A lamp, I could forgive. Who hasn't ever broken a lamp? Or a mug? But a broken Britain? With its "broken" society and "broken" families and "broken" morals? Do you have any idea what it feels liketo come home and find it all broken in this way? Do you think Uhu is going to put it all back together again? Do you?

It's not your fault, you say. Take a chill pill, you add. Take a chill pill! This isn't yet another of your coats left on the bus, although even then being told "it wasn't my fault" and to "take a chill pill" was immensely infuriating. You've broken Britain! The Britain that, previously, was a place of adoring nuclear families who had so many "traditional values" they were forced to shove up at night, to allow a few more into the bed. I've read Melanie Phillips; I know.

And although no one has yet specified the heyday of pre-broken Britain, or even properly defined "traditional" – traditional to whom and when?– even if it turns out to be the "traditional Victorian family", who is to say working-class boy children ever minded going up chimneys? Or working-class girl children minded becoming prostitutes?
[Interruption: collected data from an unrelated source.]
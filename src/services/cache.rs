use std::sync::Arc;

use chrono::{DateTime, Duration, Utc};
use dashmap::DashMap;
use serde::Serialize;
use tokio::task::JoinHandle;
use tracing::debug;

/// Sweep interval for [`TtlCache::spawn_cleanup`] callers without a preference
pub const DEFAULT_CLEANUP_INTERVAL: std::time::Duration = std::time::Duration::from_secs(5 * 60);

/// Keyed store with per-entry expiry, injected into services by the caller.
pub trait Cache<V>: Send + Sync {
    /// Live value for `key`; expired entries read as absent.
    fn get(&self, key: &str) -> Option<V>;

    /// Store `value`, expiring after `ttl` or the cache's default TTL.
    fn set(&self, key: &str, value: V, ttl: Option<Duration>);

    fn has(&self, key: &str) -> bool {
        self.get(key).is_some()
    }

    fn delete(&self, key: &str);

    fn clear(&self);

    /// Number of live (unexpired) entries.
    fn len(&self) -> usize;

    fn is_empty(&self) -> bool {
        self.len() == 0
    }
}

#[derive(Debug, Clone)]
struct CacheEntry<V> {
    value: V,
    expires_at: DateTime<Utc>,
}

/// Live entry description for monitoring
#[derive(Debug, Clone, PartialEq, Serialize)]
#[serde(rename_all = "camelCase")]
pub struct CacheEntryStats {
    pub key: String,
    pub expires_in_secs: i64,
}

#[derive(Debug, Clone, PartialEq, Serialize)]
pub struct CacheStats {
    pub size: usize,
    pub entries: Vec<CacheEntryStats>,
}

/// Thread-safe in-memory TTL cache.
///
/// Expired entries are dropped lazily on access, in bulk by
/// [`TtlCache::cleanup_expired`], or periodically by [`TtlCache::spawn_cleanup`].
#[derive(Clone)]
pub struct TtlCache<V> {
    entries: Arc<DashMap<String, CacheEntry<V>>>,
    default_ttl: Duration,
}

impl<V: Clone> TtlCache<V> {
    pub fn new(default_ttl: Duration) -> Self {
        Self {
            entries: Arc::new(DashMap::new()),
            default_ttl,
        }
    }

    pub fn with_ttl_secs(secs: i64) -> Self {
        Self::new(Duration::seconds(secs))
    }

    pub fn default_ttl(&self) -> Duration {
        self.default_ttl
    }

    /// Remove every expired entry, returning how many were dropped
    pub fn cleanup_expired(&self) -> usize {
        let now = Utc::now();
        let before = self.entries.len();
        self.entries.retain(|_, entry| now <= entry.expires_at);
        let removed = before.saturating_sub(self.entries.len());

        if removed > 0 {
            debug!("Cache cleanup: removed {} expired entries", removed);
        }
        removed
    }

    /// Run [`TtlCache::cleanup_expired`] every `every` on the Tokio runtime.
    ///
    /// The first sweep happens immediately. Abort the returned handle to stop it.
    pub fn spawn_cleanup(&self, every: std::time::Duration) -> JoinHandle<()>
    where
        V: Send + Sync + 'static,
    {
        let cache = self.clone();
        tokio::spawn(async move {
            let mut ticker = tokio::time::interval(every);
            loop {
                ticker.tick().await;
                cache.cleanup_expired();
            }
        })
    }

    pub fn stats(&self) -> CacheStats {
        let now = Utc::now();
        let mut entries: Vec<CacheEntryStats> = self
            .entries
            .iter()
            .filter(|e| now <= e.value().expires_at)
            .map(|e| CacheEntryStats {
                key: e.key().clone(),
                expires_in_secs: (e.value().expires_at - now).num_seconds(),
            })
            .collect();
        entries.sort_by(|a, b| a.key.cmp(&b.key));

        CacheStats {
            size: entries.len(),
            entries,
        }
    }
}

impl<V: Clone + Send + Sync> Cache<V> for TtlCache<V> {
    fn get(&self, key: &str) -> Option<V> {
        let entry = self.entries.get(key)?;
        if Utc::now() <= entry.expires_at {
            return Some(entry.value.clone());
        }

        // Release the shard read lock before removing; a concurrent `set`
        // may have replaced the entry in the meantime
        drop(entry);
        self.entries
            .remove_if(key, |_, entry| Utc::now() > entry.expires_at);
        None
    }

    fn set(&self, key: &str, value: V, ttl: Option<Duration>) {
        let expires_at = Utc::now() + ttl.unwrap_or(self.default_ttl);
        self.entries
            .insert(key.to_string(), CacheEntry { value, expires_at });
    }

    fn delete(&self, key: &str) {
        self.entries.remove(key);
    }

    fn clear(&self) {
        self.entries.clear();
    }

    fn len(&self) -> usize {
        let now = Utc::now();
        self.entries
            .iter()
            .filter(|e| now <= e.value().expires_at)
            .count()
    }
}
Or a wife minded being beaten by her husband? (If he used a stick thicker than his thumb then, obviously, yes, but otherwise, perfectly acceptable, probably deserved and well within his statutory rights.) And as for denying women any kind of equality, covering up piano legs, and helping the unwed parlour maid strangle her bastard baby at birth, as single-parenthood could only mean poverty, social exclusion and, eventually, being tipped into the Thames, at least no one was smashing up Foot Locker! Or taking what they wanted from Argos!

And now? Now it's all broken. And I blame you. I should never have trusted you. I should never have left you in charge. Go to your room and don't come down for a good while. I'm furious.